Typical CT scan images of MD, EVA with MD, EVA, and other inner ear malformations. a. MD; b. EVA with MD; c. EVA; d. common cavity (a cystic cavity representing the cochlea and vestibule without showing any differentiation into cochlea and vestibule); e. narrow internal auditory canal; f. internal auditory canal enlarged; g. inner ear ossification; h. cochlear, vestibular, and semicircular canal hypoplasia.

Clinical evaluation

A complete history, physical and otoscopic examinations, and audiological testing, including pure tone audiometry, tympanometry, or auditory brainstem response, were carried out in all patients.
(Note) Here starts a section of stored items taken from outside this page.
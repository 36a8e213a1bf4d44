use finavi_core::{FinaviClient, Symbol};
use log::info;
use serde_json::Value;

use crate::cli::SymbolsArgs;
use crate::error::CliError;

pub async fn run(args: &SymbolsArgs, client: &FinaviClient) -> Result<Value, CliError> {
    let catalog = client.fetch_all_symbols().await?;
    info!("catalog holds {} symbols", catalog.len());

    Ok(serde_json::to_value(select(catalog, args))?)
}

fn select(catalog: Vec<Symbol>, args: &SymbolsArgs) -> Vec<Symbol> {
    catalog
        .into_iter()
        .filter(|symbol| !args.warrants || symbol.is_covered_warrant())
        .take(args.limit.unwrap_or(usize::MAX))
        .collect()
}

#[cfg(test)]
mod tests {
    use super::*;

    fn catalog() -> Vec<Symbol> {
        serde_json::from_str(
            r#"[{"s":"VNM","m":"HOSE","t":"STOCK"},
                {"s":"CVNM2401","m":"HOSE","t":"CW","b":"VNM","cwt":"C","is":"SSI"},
                {"s":"SHB","m":"HOSE","t":"STOCK"},
                {"s":"CFPT2402","m":"HOSE","t":"CW","b":"FPT","cwt":"C","is":"KIS"}]"#,
        )
        .expect("catalog")
    }

    fn tickers(symbols: &[Symbol]) -> Vec<&str> {
        symbols.iter().filter_map(|s| s.ticker.as_deref()).collect()
    }

    #[test]
    fn limit_keeps_catalog_order() {
        let args = SymbolsArgs {
            limit: Some(2),
            warrants: false,
        };
        assert_eq!(tickers(&select(catalog(), &args)), vec!["VNM", "CVNM2401"]);
    }

    #[test]
    fn warrant_filter_applies_before_limit() {
        let args = SymbolsArgs {
            limit: Some(5),
            warrants: true,
        };
        assert_eq!(tickers(&select(catalog(), &args)), vec!["CVNM2401", "CFPT2402"]);
    }
}
use thiserror::Error;

use crate::decode::DecodeFailure;
use crate::http_client::HttpError;
use crate::model::ErrorPayload;

/// Input validation errors raised before any request is sent.
#[derive(Debug, Error, Clone, PartialEq, Eq)]
pub enum ValidationError {
    #[error("symbol list cannot be empty")]
    EmptySymbolList,
    #[error("symbol '{value}' at position {index} is invalid: use ASCII letters and digits only")]
    InvalidSymbol { value: String, index: usize },

    #[error("invalid chart range '{value}', expected one of 1d, 5d, 1m, 3m, 3y, 5y")]
    InvalidChartRange { value: String },

    #[error("timeout must be a positive integer of milliseconds: '{value}'")]
    InvalidTimeout { value: String },
}

/// Structural problems in a decoded [`HistorySeries`](crate::HistorySeries).
#[derive(Debug, Error, Clone, PartialEq, Eq)]
pub enum HistoryError {
    #[error("history column '{field}' has {len} entries but '{reference}' has {expected}")]
    LengthMismatch {
        field: &'static str,
        len: usize,
        reference: &'static str,
        expected: usize,
    },
    #[error("history column '{field}' is missing")]
    MissingColumn { field: &'static str },
    #[error("history timestamp {value} is out of range")]
    InvalidTimestamp { value: i64 },
}

/// Failure of a client operation.
#[derive(Debug, Error)]
pub enum ApiError {
    #[error("invalid URL '{url}': {reason}")]
    InvalidUrl { url: String, reason: String },

    #[error("transport returned status {status}, which is not an HTTP status code")]
    InvalidResponseType { status: u16 },

    #[error("unexpected HTTP status {status}")]
    UnexpectedStatus { status: u16 },

    #[error("{}", application_message(.status, .payload))]
    Application {
        status: u16,
        payload: Option<ErrorPayload>,
    },

    #[error(transparent)]
    MalformedResponse(#[from] DecodeFailure),

    #[error("transport error: {0}")]
    Transport(#[from] HttpError),
}

fn application_message(status: &u16, payload: &Option<ErrorPayload>) -> String {
    match payload {
        Some(payload) => format!("request failed with status {status}: {payload}"),
        None => format!("request failed with status {status}"),
    }
}

impl ApiError {
    /// Stable machine-readable error code.
    pub const fn code(&self) -> &'static str {
        match self {
            Self::InvalidUrl { .. } => "api.invalid_url",
            Self::InvalidResponseType { .. } => "api.invalid_response_type",
            Self::UnexpectedStatus { .. } => "api.unexpected_status",
            Self::Application { .. } => "api.application_error",
            Self::MalformedResponse(_) => "api.malformed_response",
            Self::Transport(_) => "api.transport",
        }
    }

    /// HTTP status attached to the failure, if a response was received.
    pub const fn status(&self) -> Option<u16> {
        match self {
            Self::InvalidResponseType { status }
            | Self::UnexpectedStatus { status }
            | Self::Application { status, .. } => Some(*status),
            Self::InvalidUrl { .. } | Self::MalformedResponse(_) | Self::Transport(_) => None,
        }
    }

    pub fn payload(&self) -> Option<&ErrorPayload> {
        match self {
            Self::Application { payload, .. } => payload.as_ref(),
            _ => None,
        }
    }
}

/// Status range a response fell into after [`validate_status`].
#[derive(Debug, Clone, Copy, PartialEq, Eq)]
pub enum StatusClass {
    Success,
    ClientError,
}

/// Accept 2xx and 4xx responses; their bodies are worth decoding.
///
/// Anything else fails without looking at the body.
pub fn validate_status(status: u16) -> Result<StatusClass, ApiError> {
    match status {
        200..=299 => Ok(StatusClass::Success),
        400..=499 => Ok(StatusClass::ClientError),
        100..=599 => Err(ApiError::UnexpectedStatus { status }),
        _ => Err(ApiError::InvalidResponseType { status }),
    }
}

/// Build the application error for an accepted status.
///
/// `payload` is the endpoint's error shape when the body decoded as one, and
/// `None` when the body matched no known shape.
pub fn classify(status: u16, payload: Option<ErrorPayload>) -> ApiError {
    ApiError::Application { status, payload }
}

#[cfg(test)]
mod tests {
    use super::*;
    use crate::model::ErrorResponse;

    #[test]
    fn accepts_success_and_client_error_ranges() {
        assert_eq!(validate_status(200).expect("2xx"), StatusClass::Success);
        assert_eq!(validate_status(299).expect("2xx"), StatusClass::Success);
        assert_eq!(validate_status(400).expect("4xx"), StatusClass::ClientError);
        assert_eq!(validate_status(499).expect("4xx"), StatusClass::ClientError);
    }

    #[test]
    fn other_ranges_are_unexpected() {
        for status in [100, 304, 399, 500, 503, 599] {
            let err = validate_status(status).expect_err("must fail");
            assert!(matches!(err, ApiError::UnexpectedStatus { status: s } if s == status));
            assert_eq!(err.payload(), None);
        }
    }

    #[test]
    fn non_http_status_is_an_invalid_response_type() {
        for status in [0, 99, 600, 999] {
            let err = validate_status(status).expect_err("must fail");
            assert_eq!(err.code(), "api.invalid_response_type");
        }
    }

    #[test]
    fn classified_error_keeps_status_and_payload() {
        let payload = ErrorPayload::from(ErrorResponse::new("SYMBOL_NOT_FOUND"));
        let err = classify(404, Some(payload.clone()));

        assert_eq!(err.status(), Some(404));
        assert_eq!(err.payload(), Some(&payload));
        assert_eq!(
            err.to_string(),
            "request failed with status 404: error response: SYMBOL_NOT_FOUND"
        );
    }

    #[test]
    fn classified_error_without_payload_still_reports_status() {
        let err = classify(418, None);
        assert_eq!(err.to_string(), "request failed with status 418");
        assert_eq!(err.code(), "api.application_error");
    }
}
use std::hash::{Hash, Hasher};

use serde::{Deserialize, Serialize};

use super::hash::hash_fields;

/// One price/volume pair on a side of the order book (wire name `Bb`).
#[derive(Debug, Clone, Copy, PartialEq, Serialize, Deserialize)]
pub struct PriceLevel {
    #[serde(rename = "p")]
    pub price: f64,
    #[serde(rename = "v")]
    pub volume: f64,
}

impl PriceLevel {
    pub const fn new(price: f64, volume: f64) -> Self {
        Self { price, volume }
    }
}

// JSON numbers are never NaN.
impl Eq for PriceLevel {}

impl Hash for PriceLevel {
    fn hash<H: Hasher>(&self, state: &mut H) {
        hash_fields!(state; &self.price, &self.volume);
    }
}

super::hash::stable_hash_via_hash!(PriceLevel);

/// Point-in-time market snapshot for one instrument.
///
/// The upstream service omits metrics it has no value for, so every field is
/// optional. Prices are in the exchange's quoting unit; volumes and traded
/// values are whole numbers.
#[derive(Debug, Clone, Default, PartialEq, Serialize, Deserialize)]
pub struct Quote {
    #[serde(rename = "s")]
    pub symbol: Option<String>,

    #[serde(rename = "o")]
    pub open: Option<f64>,
    #[serde(rename = "h")]
    pub high: Option<f64>,
    #[serde(rename = "l")]
    pub low: Option<f64>,
    #[serde(rename = "c")]
    pub close: Option<f64>,
    #[serde(rename = "ch")]
    pub change: Option<f64>,
    #[serde(rename = "r")]
    pub change_rate: Option<f64>,

    #[serde(rename = "vo", default, deserialize_with = "super::whole_number::option")]
    pub volume: Option<i64>,
    #[serde(rename = "vonm", default, deserialize_with = "super::whole_number::option")]
    pub normal_volume: Option<i64>,
    #[serde(rename = "va", default, deserialize_with = "super::whole_number::option")]
    pub traded_value: Option<i64>,
    #[serde(rename = "a")]
    pub average_price: Option<f64>,
    /// Exchange timestamp in milliseconds.
    #[serde(rename = "ti", default, deserialize_with = "super::whole_number::option")]
    pub timestamp_ms: Option<i64>,
    #[serde(rename = "mv", default, deserialize_with = "super::whole_number::option")]
    pub market_value: Option<i64>,

    #[serde(rename = "bb")]
    pub bids: Option<Vec<PriceLevel>>,
    #[serde(rename = "bo")]
    pub offers: Option<Vec<PriceLevel>>,
    #[serde(rename = "bbOd")]
    pub odd_lot_bids: Option<Vec<PriceLevel>>,
    #[serde(rename = "boOd")]
    pub odd_lot_offers: Option<Vec<PriceLevel>>,

    #[serde(rename = "odC")]
    pub odd_lot_close: Option<f64>,
    #[serde(rename = "odCh")]
    pub odd_lot_change: Option<f64>,
    #[serde(rename = "odR")]
    pub odd_lot_change_rate: Option<f64>,
    #[serde(rename = "odMv")]
    pub odd_lot_market_value: Option<f64>,
    #[serde(rename = "odVo", default, deserialize_with = "super::whole_number::option")]
    pub odd_lot_volume: Option<i64>,
    #[serde(rename = "odVa", default, deserialize_with = "super::whole_number::option")]
    pub odd_lot_value: Option<i64>,

    #[serde(rename = "frBvo", default, deserialize_with = "super::whole_number::option")]
    pub foreign_buy_volume: Option<i64>,
    #[serde(rename = "frSvo", default, deserialize_with = "super::whole_number::option")]
    pub foreign_sell_volume: Option<i64>,
    #[serde(rename = "frBva", default, deserialize_with = "super::whole_number::option")]
    pub foreign_buy_value: Option<i64>,
    #[serde(rename = "frSva", default, deserialize_with = "super::whole_number::option")]
    pub foreign_sell_value: Option<i64>,
    #[serde(rename = "frTr", default, deserialize_with = "super::whole_number::option")]
    pub foreign_total_room: Option<i64>,
    #[serde(rename = "frCr", default, deserialize_with = "super::whole_number::option")]
    pub foreign_current_room: Option<i64>,
    #[serde(rename = "frVo", default, deserialize_with = "super::whole_number::option")]
    pub foreign_volume: Option<i64>,
    #[serde(rename = "frVa", default, deserialize_with = "super::whole_number::option")]
    pub foreign_value: Option<i64>,

    /// Trading session status, e.g. `"INTERMISSION"`.
    #[serde(rename = "ss")]
    pub session_status: Option<String>,

    #[serde(rename = "tbo", default, deserialize_with = "super::whole_number::option")]
    pub total_bid_volume: Option<i64>,
    #[serde(rename = "too", default, deserialize_with = "super::whole_number::option")]
    pub total_offer_volume: Option<i64>,
    #[serde(rename = "abo", default, deserialize_with = "super::whole_number::option")]
    pub additional_bid_volume: Option<i64>,
    #[serde(rename = "aoo", default, deserialize_with = "super::whole_number::option")]
    pub additional_offer_volume: Option<i64>,
    #[serde(rename = "abc", default, deserialize_with = "super::whole_number::option")]
    pub additional_bid_count: Option<i64>,
    #[serde(rename = "aoc", default, deserialize_with = "super::whole_number::option")]
    pub additional_offer_count: Option<i64>,
    #[serde(rename = "dbo", default, deserialize_with = "super::whole_number::option")]
    pub domestic_bid_volume: Option<i64>,

    #[serde(rename = "ep")]
    pub expected_price: Option<f64>,
    #[serde(rename = "ec")]
    pub expected_change: Option<f64>,
    #[serde(rename = "er")]
    pub expected_change_rate: Option<f64>,
    #[serde(rename = "ev")]
    pub expected_volume: Option<f64>,

    #[serde(rename = "be", default, deserialize_with = "super::whole_number::option")]
    pub bid_earnings: Option<i64>,
    #[serde(rename = "ba", default, deserialize_with = "super::whole_number::option")]
    pub best_ask: Option<i64>,

    #[serde(rename = "oi")]
    pub open_interest: Option<f64>,
    #[serde(rename = "mbo")]
    pub market_bid_volume: Option<f64>,
    #[serde(rename = "mso")]
    pub market_sell_volume: Option<f64>,
    #[serde(rename = "mbso")]
    pub market_buy_sell_volume: Option<f64>,
    #[serde(rename = "re")]
    pub reference_price: Option<f64>,

    #[serde(rename = "d1D")]
    pub date_1d: Option<String>,
    #[serde(rename = "d3D")]
    pub date_3d: Option<String>,
    #[serde(rename = "d1W")]
    pub date_1w: Option<String>,
    #[serde(rename = "d1M")]
    pub date_1m: Option<String>,
    #[serde(rename = "d2M")]
    pub date_2m: Option<String>,
    #[serde(rename = "d3M")]
    pub date_3m: Option<String>,
    #[serde(rename = "d6M")]
    pub date_6m: Option<String>,
    #[serde(rename = "d1Y")]
    pub date_1y: Option<String>,

    #[serde(rename = "c1D")]
    pub close_1d: Option<f64>,
    #[serde(rename = "c3D")]
    pub close_3d: Option<f64>,
    #[serde(rename = "c1W")]
    pub close_1w: Option<f64>,
    #[serde(rename = "c1M")]
    pub close_1m: Option<f64>,
    #[serde(rename = "c2M")]
    pub close_2m: Option<f64>,
    #[serde(rename = "c3M")]
    pub close_3m: Option<f64>,
    #[serde(rename = "c6M")]
    pub close_6m: Option<f64>,
    #[serde(rename = "c1Y")]
    pub close_1y: Option<f64>,

    #[serde(rename = "h1D")]
    pub high_1d: Option<f64>,
    #[serde(rename = "l1D")]
    pub low_1d: Option<f64>,
    #[serde(rename = "h3D")]
    pub high_3d: Option<f64>,
    #[serde(rename = "l3D")]
    pub low_3d: Option<f64>,
    #[serde(rename = "h1M")]
    pub high_1m: Option<f64>,
    #[serde(rename = "l1M")]
    pub low_1m: Option<f64>,
    #[serde(rename = "h2M")]
    pub high_2m: Option<f64>,
    #[serde(rename = "l2M")]
    pub low_2m: Option<f64>,
    #[serde(rename = "h3M")]
    pub high_3m: Option<f64>,
    #[serde(rename = "l3M")]
    pub low_3m: Option<f64>,
    #[serde(rename = "h6M")]
    pub high_6m: Option<f64>,
    #[serde(rename = "l6M")]
    pub low_6m: Option<f64>,
    #[serde(rename = "h1Y")]
    pub high_1y: Option<f64>,
    #[serde(rename = "l1Y")]
    pub low_1y: Option<f64>,

    #[serde(rename = "sud", default, deserialize_with = "super::whole_number::option")]
    pub sudden_drop: Option<i64>,
    #[serde(rename = "vo15M", default, deserialize_with = "super::whole_number::option")]
    pub volume_15m: Option<i64>,

    #[serde(rename = "av5B")]
    pub avg_volume_5d: Option<f64>,
    #[serde(rename = "av10B")]
    pub avg_volume_10d: Option<f64>,
    #[serde(rename = "av20B")]
    pub avg_volume_20d: Option<f64>,
    #[serde(rename = "av60B")]
    pub avg_volume_60d: Option<f64>,
    #[serde(rename = "a5B")]
    pub avg_price_5d: Option<f64>,
    #[serde(rename = "a10B")]
    pub avg_price_10d: Option<f64>,
    #[serde(rename = "a20B")]
    pub avg_price_20d: Option<f64>,
    #[serde(rename = "a60B")]
    pub avg_price_60d: Option<f64>,

    #[serde(rename = "gev", default, deserialize_with = "super::whole_number::option")]
    pub general_evaluation_volume: Option<i64>,
    #[serde(rename = "tp")]
    pub total_price: Option<f64>,
    #[serde(rename = "ev5D")]
    pub evaluation_5d: Option<f64>,
}

impl Quote {
    /// Best bid: the first level of the bid book.
    pub fn best_bid(&self) -> Option<PriceLevel> {
        self.bids.as_ref().and_then(|levels| levels.first().copied())
    }

    /// Best offer: the first level of the ask book.
    pub fn best_offer(&self) -> Option<PriceLevel> {
        self.offers.as_ref().and_then(|levels| levels.first().copied())
    }
}

// JSON numbers are never NaN.
impl Eq for Quote {}

impl Hash for Quote {
    fn hash<H: Hasher>(&self, state: &mut H) {
        // Exhaustive destructure: adding a field without hashing it fails to compile.
        let Self {
            symbol,
            open,
            high,
            low,
            close,
            change,
            change_rate,
            volume,
            normal_volume,
            traded_value,
            average_price,
            timestamp_ms,
            market_value,
            bids,
            offers,
            odd_lot_bids,
            odd_lot_offers,
            odd_lot_close,
            odd_lot_change,
            odd_lot_change_rate,
            odd_lot_market_value,
            odd_lot_volume,
            odd_lot_value,
            foreign_buy_volume,
            foreign_sell_volume,
            foreign_buy_value,
            foreign_sell_value,
            foreign_total_room,
            foreign_current_room,
            foreign_volume,
            foreign_value,
            session_status,
            total_bid_volume,
            total_offer_volume,
            additional_bid_volume,
            additional_offer_volume,
            additional_bid_count,
            additional_offer_count,
            domestic_bid_volume,
            expected_price,
            expected_change,
            expected_change_rate,
            expected_volume,
            bid_earnings,
            best_ask,
            open_interest,
            market_bid_volume,
            market_sell_volume,
            market_buy_sell_volume,
            reference_price,
            date_1d,
            date_3d,
            date_1w,
            date_1m,
            date_2m,
            date_3m,
            date_6m,
            date_1y,
            close_1d,
            close_3d,
            close_1w,
            close_1m,
            close_2m,
            close_3m,
            close_6m,
            close_1y,
            high_1d,
            low_1d,
            high_3d,
            low_3d,
            high_1m,
            low_1m,
            high_2m,
            low_2m,
            high_3m,
            low_3m,
            high_6m,
            low_6m,
            high_1y,
            low_1y,
            sudden_drop,
            volume_15m,
            avg_volume_5d,
            avg_volume_10d,
            avg_volume_20d,
            avg_volume_60d,
            avg_price_5d,
            avg_price_10d,
            avg_price_20d,
            avg_price_60d,
            general_evaluation_volume,
            total_price,
            evaluation_5d,
        } = self;

        hash_fields!(state;
            symbol, open, high, low, close, change, change_rate,
            volume, normal_volume, traded_value, average_price, timestamp_ms, market_value,
            bids, offers, odd_lot_bids, odd_lot_offers,
            odd_lot_close, odd_lot_change, odd_lot_change_rate, odd_lot_market_value,
            odd_lot_volume, odd_lot_value,
            foreign_buy_volume, foreign_sell_volume, foreign_buy_value, foreign_sell_value,
            foreign_total_room, foreign_current_room, foreign_volume, foreign_value,
            session_status,
            total_bid_volume, total_offer_volume, additional_bid_volume, additional_offer_volume,
            additional_bid_count, additional_offer_count, domestic_bid_volume,
            expected_price, expected_change, expected_change_rate, expected_volume,
            bid_earnings, best_ask,
            open_interest, market_bid_volume, market_sell_volume, market_buy_sell_volume,
            reference_price,
            date_1d, date_3d, date_1w, date_1m, date_2m, date_3m, date_6m, date_1y,
            close_1d, close_3d, close_1w, close_1m, close_2m, close_3m, close_6m, close_1y,
            high_1d, low_1d, high_3d, low_3d, high_1m, low_1m, high_2m, low_2m,
            high_3m, low_3m, high_6m, low_6m, high_1y, low_1y,
            sudden_drop, volume_15m,
            avg_volume_5d, avg_volume_10d, avg_volume_20d, avg_volume_60d,
            avg_price_5d, avg_price_10d, avg_price_20d, avg_price_60d,
            general_evaluation_volume, total_price, evaluation_5d,
        );
    }
}

#[cfg(test)]
mod tests {
    use std::collections::HashSet;

    use super::*;

    const SAMPLE: &str = r#"{
        "s": "ACB", "o": 24.5, "h": 25.1, "l": 24.3, "c": 24.9,
        "ch": 0.4, "r": 1.63, "vo": 5123400, "va": 127456000000,
        "bb": [{"p": 24.85, "v": 12000}, {"p": 24.8, "v": 33100}],
        "bo": [{"p": 24.9, "v": 8000}],
        "ss": "INTERMISSION", "d1W": "2024-05-29", "c1W": 24, "vo15M": 8800
    }"#;

    #[test]
    fn decodes_wire_keys_into_named_fields() {
        let quote: Quote = serde_json::from_str(SAMPLE).expect("quote should decode");

        assert_eq!(quote.symbol.as_deref(), Some("ACB"));
        assert_eq!(quote.close, Some(24.9));
        assert_eq!(quote.volume, Some(5_123_400));
        assert_eq!(quote.session_status.as_deref(), Some("INTERMISSION"));
        assert_eq!(quote.close_1w, Some(24.0));
        assert_eq!(quote.volume_15m, Some(8800));
        assert_eq!(quote.best_bid(), Some(PriceLevel::new(24.85, 12000.0)));
        assert_eq!(quote.best_offer(), Some(PriceLevel::new(24.9, 8000.0)));
        assert!(quote.odd_lot_bids.is_none());
    }

    #[test]
    fn price_level_requires_both_fields() {
        let err = serde_json::from_str::<Quote>(r#"{"s":"ACB","bb":[{"p":24.85}]}"#)
            .expect_err("level without volume must fail");
        assert!(err.to_string().contains("missing field `v`"));
    }

    #[test]
    fn whole_number_fields_accept_integral_floats() {
        let quotes: Vec<Quote> =
            serde_json::from_str(r#"[{"s":"AAA","vo":1250300.0,"ti":1717372800000.0}]"#)
                .expect("integral floats decode");
        assert_eq!(quotes[0].volume, Some(1_250_300));
        assert_eq!(quotes[0].timestamp_ms, Some(1_717_372_800_000));

        let err = serde_json::from_str::<Vec<Quote>>(r#"[{"s":"AAA","vo":1.5}]"#)
            .expect_err("fractional volume must fail");
        assert!(err.to_string().contains("floating point `1.5`"));
    }

    #[test]
    fn equal_quotes_collapse_in_a_set() {
        let first: Quote = serde_json::from_str(SAMPLE).expect("decode");
        let second: Quote = serde_json::from_str(SAMPLE).expect("decode");
        let other = Quote {
            symbol: Some(String::from("TCB")),
            ..first.clone()
        };

        let set: HashSet<Quote> = [first, second, other].into_iter().collect();
        assert_eq!(set.len(), 2);
    }
}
No patient was found to have any goiter symptom or sign or syndromic symptoms in other systems. Pure-tone average (PTA) was calculated as the average of the threshold measured at 0.5, 1.0, 2.0, and 4.0 kHz and was used to compare subgroups of patients. The level of hearing loss, in terms of PTA, was described as follows: normal hearing, < 20 dB; mild hearing impairment, 21-40 dB; moderate hearing impairment, 41-70 dB; severe hearing impairment, 71-90 dB; and profound hearing impairment, > 91 dB.

Mutational analysis

Informed consent was obtained from all participants or the parents of minors prior to blood sampling. This study was performed according to the protocol approved by the Ethics Committee of the Chinese PLA General Hospital.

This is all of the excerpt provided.